Aquaculture Reports (Jun 2024)

Effectiveness of bile acids as a feed supplement to improve growth performance, feed utilization, lipid metabolism, digestive enzymes, and hepatic antioxidant status in aquaculture animals: A meta-analysis

  • Ling Li,
  • Tianyu Liu,
  • Jiarou Li,
  • Yanchao Yang,
  • Haiyan Liu,
  • Peiyu Zhang

Journal volume & issue
Vol. 36
p. 102121

Abstract

Read online

The present systematic review and meta-analysis was performed to quantitatively assess the efficacy of dietary supplementation of bile acids on growth performance, feed utilization and physiological parameters in aquaculture species.
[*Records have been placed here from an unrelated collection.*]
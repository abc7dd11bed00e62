// Copyright 2025 the VizIR Authors
// SPDX-License-Identifier: Apache-2.0 OR MIT

//! The mark sum type and the capability trait shared by mark types.

use crate::geometry::{MarkGeometry, ShapeSet};
use crate::{AreaMark, BarMark, LineMark, PointMark, RectangleMark, RuleMark};

/// Mark type discriminant.
#[derive(Clone, Copy, Debug, PartialEq, Eq, Hash)]
pub enum MarkKind {
    /// [`AreaMark`].
    Area,
    /// [`BarMark`].
    Bar,
    /// [`LineMark`].
    Line,
    /// [`PointMark`].
    Point,
    /// [`RectangleMark`].
    Rectangle,
    /// [`RuleMark`].
    Rule,
}

/// A mark type with a declared set of supported shapes.
///
/// Construction is checked: [`ChartMark::try_from_geometry`] returns `None` for geometry whose
/// kind is not in [`ChartMark::SHAPES`], so a mark value always carries a supported shape.
pub trait ChartMark: Sized + Into<Mark> {
    /// Mark type discriminant.
    const KIND: MarkKind;
    /// Shapes this mark type can be constructed with.
    const SHAPES: ShapeSet;

    /// Builds a mark with default options, if `geometry` has a supported shape.
    fn try_from_geometry(geometry: MarkGeometry) -> Option<Self>;

    /// Returns the mark's geometry.
    fn geometry(&self) -> &MarkGeometry;
}

/// One resolved mark.
#[derive(Clone, Debug, PartialEq)]
pub enum Mark {
    /// An area mark.
    Area(AreaMark),
    /// A bar mark.
    Bar(BarMark),
    /// A line mark.
    Line(LineMark),
    /// A point mark.
    Point(PointMark),
    /// A rectangle mark.
    Rectangle(RectangleMark),
    /// A rule mark.
    Rule(RuleMark),
}

impl Mark {
    /// Returns the mark type.
    pub fn kind(&self) -> MarkKind {
        match self {
            Self::Area(_) => MarkKind::Area,
            Self::Bar(_) => MarkKind::Bar,
            Self::Line(_) => MarkKind::Line,
            Self::Point(_) => MarkKind::Point,
            Self::Rectangle(_) => MarkKind::Rectangle,
            Self::Rule(_) => MarkKind::Rule,
        }
    }

    /// Returns the mark's geometry.
    pub fn geometry(&self) -> &MarkGeometry {
        match self {
            Self::Area(m) => m.geometry(),
            Self::Bar(m) => m.geometry(),
            Self::Line(m) => m.geometry(),
            Self::Point(m) => m.geometry(),
            Self::Rectangle(m) => m.geometry(),
            Self::Rule(m) => m.geometry(),
        }
    }
}

macro_rules! impl_into_mark {
    ($($ty:ident => $variant:ident),* $(,)?) => {
        $(
            impl From<$ty> for Mark {
                fn from(mark: $ty) -> Self {
                    Self::$variant(mark)
                }
            }
        )*
    };
}

impl_into_mark!(
    AreaMark => Area,
    BarMark => Bar,
    LineMark => Line,
    PointMark => Point,
    RectangleMark => Rectangle,
    RuleMark => Rule,
);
Hedges’ g effect size and corresponding 95% confidence intervals were calculated to quantify differences in outcome indicators in an experimental dietary treatment group relative to a control group. The publication bias analysis was evaluated to the robustness of the pooled estimates. Potential sources of heterogeneity were explored using sensitivity test, subgroup analysis, and meta-regression analysis. All analyses were performed using metafor and ggplot2 packages in the program R. Overall, the meta-results indicated that dietary bile acids supplementation caused a significant increase in final body weight (FBW), weight gain rate (WGR), specific growth rate (SGR), protein efficiency ratio (PER), circulating high-density lipoprotein cholesterol (HDL-C), digestive enzymes (lipase, protease, amylase), hepatic superoxide dismutase (SOD) activity, serum or plasma lysozyme, alkaline phosphatase (ALP), immunoglobulins, as well as a significant decrease in feed conversion ratio (FCR), circulating triglyceride (TG), total cholesterol (TC), low-density lipoprotein cholesterol (LDL-C), hepatic lipid content (HLC), and hepatic malondialdehyde (MDA) content. A moderate or large heterogeneity was identified across the studies for the outcome parameters except hepatic lipid content (HLC). Furthermore, the meta-regression analysis showed that the optimum levels of bile acids as a feed additive were estimated to be 60–188.42, 989.42, 437.43–989.42, 3751.28–3946.59 mg/kg diet for low trophic-level freshwater fish, medium trophic-level freshwater fish, medium trophic-level marine fish, and high trophic-level marine fish, respectively. Therefore, bile acids is a promising growth-promoting and lipid-lowering feed supplement for sustainable aquaculture industry.